Le Musée des Techniques anciennes de Grimbergen (dont Mr David est le conservateur) a organisé, en 1983, une exposition de quelque deux cents pinces et c’est le catalogue de cette exposition qui forme l’ouvrage que nous présentons. Les illustrations (simples dessins au trait) sont satisfaisantes et les notices (il y en a 210) résument l’essentiel (longueur, masse, inscriptions …). Une trop brève introduction brosse en quelques paragraphes l’histoire des pinces.
L’essentiel y est dit et Mr David, avec raison, insiste une fois encore sur l’importance du moyen âge pour l’étude des outils, plus riche certainement que ne le laisse soupçonner une documentation évidemment très fragmentaire.
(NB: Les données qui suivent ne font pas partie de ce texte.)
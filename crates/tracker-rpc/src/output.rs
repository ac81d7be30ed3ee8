use crate::cli::OutputFormat;
use colored::Colorize;
use redmine_backend::{seconds_to_date, seconds_to_hours};
use serde::Serialize;
use tracker_core::{Issue, Page, Project, TrackerError, TypeId, User};

pub fn output_result<T: Serialize + Displayable>(result: &T, format: OutputFormat) {
    match format {
        OutputFormat::Json => {
            if let Ok(json) = serde_json::to_string_pretty(result) {
                println!("{}", json);
            }
        }
        OutputFormat::Text => {
            println!("{}", result.display());
        }
    }
}

pub fn output_list<T: Serialize + Displayable>(items: &[T], format: OutputFormat) {
    match format {
        OutputFormat::Json => {
            if let Ok(json) = serde_json::to_string_pretty(&items) {
                println!("{}", json);
            }
        }
        OutputFormat::Text => {
            for item in items {
                println!("{}", item.display());
                println!();
            }
        }
    }
}

/// Like [`output_list`], plus the tracker's total count
pub fn output_page<T: Serialize + Displayable>(page: &Page<T>, format: OutputFormat) {
    match format {
        OutputFormat::Json => {
            if let Ok(json) = serde_json::to_string_pretty(page) {
                println!("{}", json);
            }
        }
        OutputFormat::Text => {
            output_list(&page.items, format);
            println!(
                "{}",
                format!("{} of {} shown", page.items.len(), page.total).dimmed()
            );
        }
    }
}

pub fn output_success(message: &str, format: OutputFormat) {
    match format {
        OutputFormat::Json => println!(r#"{{"success": true}}"#),
        OutputFormat::Text => println!("{}", message.green()),
    }
}

#[derive(Serialize)]
pub struct JsonError {
    pub error: bool,
    pub code: String,
    pub message: String,
}

/// Error code for the CLI: the tracker error name when there is one
fn error_code(err: &anyhow::Error) -> &'static str {
    err.chain()
        .find_map(|cause| cause.downcast_ref::<TrackerError>())
        .map(|e| e.code().name)
        .unwrap_or("error")
}

pub fn output_error(err: &anyhow::Error, format: OutputFormat) {
    let message = match format {
        OutputFormat::Json => {
            let json_err = JsonError {
                error: true,
                code: error_code(err).to_string(),
                message: format!("{:#}", err),
            };
            serde_json::to_string_pretty(&json_err).unwrap_or_else(|_| {
                format!(r#"{{"error": true, "message": "{}"}}"#, err)
            })
        }
        OutputFormat::Text => format!("{}: {:#}", "Error".red().bold(), err),
    };
    eprintln!("{}", message);
}

pub trait Displayable {
    fn display(&self) -> String;
}

impl Displayable for Project {
    fn display(&self) -> String {
        let mut output = format!(
            "{} - {}",
            self.id.to_string().cyan().bold(),
            self.title.white().bold()
        );
        if !self.link.is_empty() {
            output.push_str(&format!("\n  {}: {}", "Link".dimmed(), self.link));
        }
        if !self.description.is_empty() {
            output.push_str(&format!("\n  {}: {}", "Description".dimmed(), self.description));
        }
        if !self.issue_types.is_empty() {
            output.push_str(&format!(
                "\n  {}: {}",
                "Issue types".dimmed(),
                join_types(&self.issue_types)
            ));
        }
        if !self.activity_types.is_empty() {
            output.push_str(&format!(
                "\n  {}: {}",
                "Activities".dimmed(),
                join_types(&self.activity_types)
            ));
        }
        output
    }
}

fn join_types(types: &[TypeId]) -> String {
    types
        .iter()
        .map(|t| format!("{} ({})", t.name.magenta(), t.id.to_string().dimmed()))
        .collect::<Vec<_>>()
        .join(", ")
}

impl Displayable for Issue {
    fn display(&self) -> String {
        let done = if self.done.0 >= 100 {
            self.done.to_string().green().to_string()
        } else if self.done.0 > 0 {
            self.done.to_string().yellow().to_string()
        } else {
            self.done.to_string()
        };

        let mut output = format!(
            "{} - {}\n  {}: {}\n  {}: {}",
            format!("#{}", self.id).cyan().bold(),
            self.title.white().bold(),
            "Type".dimmed(),
            self.issue_type.name.magenta(),
            "Done".dimmed(),
            done
        );

        if self.estimate > 0 {
            output.push_str(&format!(
                "\n  {}: {:.2}h",
                "Estimate".dimmed(),
                seconds_to_hours(self.estimate)
            ));
        }
        if self.spent > 0 {
            output.push_str(&format!(
                "\n  {}: {:.2}h",
                "Spent".dimmed(),
                seconds_to_hours(self.spent)
            ));
        }
        if self.due_date != 0 {
            output.push_str(&format!(
                "\n  {}: {}",
                "Due".dimmed(),
                seconds_to_date(self.due_date)
            ));
        }
        if !self.url.is_empty() {
            output.push_str(&format!("\n  {}: {}", "URL".dimmed(), self.url.dimmed()));
        }
        if !self.description.is_empty() {
            output.push_str(&format!("\n  {}: {}", "Description".dimmed(), self.description));
        }

        output
    }
}

impl Displayable for User {
    fn display(&self) -> String {
        let mut output = format!(
            "{} ({})",
            self.name.white().bold(),
            self.id.to_string().dimmed()
        );
        if !self.mail.is_empty() {
            output.push_str(&format!("\n  {}: {}", "Mail".dimmed(), self.mail));
        }
        output
    }
}

#[cfg(test)]
mod tests {
    use super::*;
    use anyhow::Context;
    use tracker_core::{IssueId, ProjectId};

    #[test]
    fn error_code_uses_tracker_error_name() {
        let err = Err::<(), _>(TrackerError::IssueNotFound("issue 4".into()))
            .context("Failed to get issue")
            .unwrap_err();
        assert_eq!(error_code(&err), "ISSUE_NOT_FOUND");

        let plain = anyhow::anyhow!("Tracker URL not configured");
        assert_eq!(error_code(&plain), "error");
    }

    #[test]
    fn issue_display_skips_unset_fields() {
        colored::control::set_override(false);
        let issue = Issue {
            id: IssueId(42),
            project_id: ProjectId(1),
            title: "Fix login".into(),
            estimate: 5400,
            ..Issue::default()
        };
        let text = issue.display();
        assert!(text.starts_with("#42 - Fix login"));
        assert!(text.contains("Estimate: 1.50h"));
        assert!(!text.contains("Due"));
        assert!(!text.contains("Spent"));
    }

    #[test]
    fn project_display_lists_types() {
        colored::control::set_override(false);
        let project = Project {
            id: ProjectId(3),
            title: "Website".into(),
            issue_types: vec![TypeId {
                id: 1,
                name: "Bug".into(),
            }],
            ..Project::default()
        };
        let text = project.display();
        assert!(text.contains("3 - Website"));
        assert!(text.contains("Issue types: Bug (1)"));
        assert!(!text.contains("Activities"));
    }
}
Notre auteur parle ici tout à fait en connaissance de cause, et les lecteurs de Technologia ont apprécié les très pertinentes contributions à l’archéologie artisanale qu’il a bien voulu confier à notre revue. L’érudition que l’auteur a déployée dans ces publications et dans d’autres nous fait d’autant plus regretter qu’il n’a pas, dans le présent ouvrage, développé de plus ample façon ses considérations historiques sur les pinces et les tenailles. Deux questions – parmi d’autres – devraient être éclaircies. Y a-t-il eu des contacts entre l’histoire de la pince et celle du compas? Quand et comment est-on passé des forces (que l’on connaît depuis La Tène, et qui étaient encore couramment employées au moyen âge) aux ciseaux actuels? Ces deux questions sont d’ailleurs liées, puisqu’elles posent le problème de l’axe reliant les deux branches de l’outil, qui est un problème d’assemblage.
Quelques données bibliographiques (16 références) complètent ce catalogue. Il aurait été intéressant d’y ajouter les grands ouvrages d’archéologie, tels que par exemple le Manuel d’archéologie romaine de Cagnat et Chapot (1920), qui certes est relativement laconique au sujet des « outils et instruments de métiers » mais qui par contre consacre plusieurs pages et plusieurs figures au matériel médical, où les pinces sont nombreuses: pince à épiler, davier, spéculum, pince pour extraire les flèches. Ou encore le Manuel d’archéologie pré-historique, celtique et gallo-romaine de Déchelette (1927), qui signale l’essentiel de ce que l’on sait de l’apparition des pinces au début de l’âge des métaux. Ou encore le Dictionnaire des Antiquités grecques et romaines de Daremberg et Saglio, dont de nombreux articles intéressent notre propos: chirurgia (avec des figures de pinces chirurgicales trouvées à Pompéi), circinus, forceps, forfex, ferrum (avec d’intéressantes figurations de forgerons avec pinces). Ou encore le Dictionnaire raisonné du mobilier français de l’époque carlovingienne à la Renaissance de Viollet-le-Duc (1871), qui à vrai dire ne parle pas des pinces, mais qui consacre un long article aux forces et aux ciseaux.
Terminons en précisant que les deux volumes sont mis en vente (250 FB) par le Museum voor de Oudere Technieken, Guldendal 20, B-1850 Grimbergen (tél. 02/269.67.71).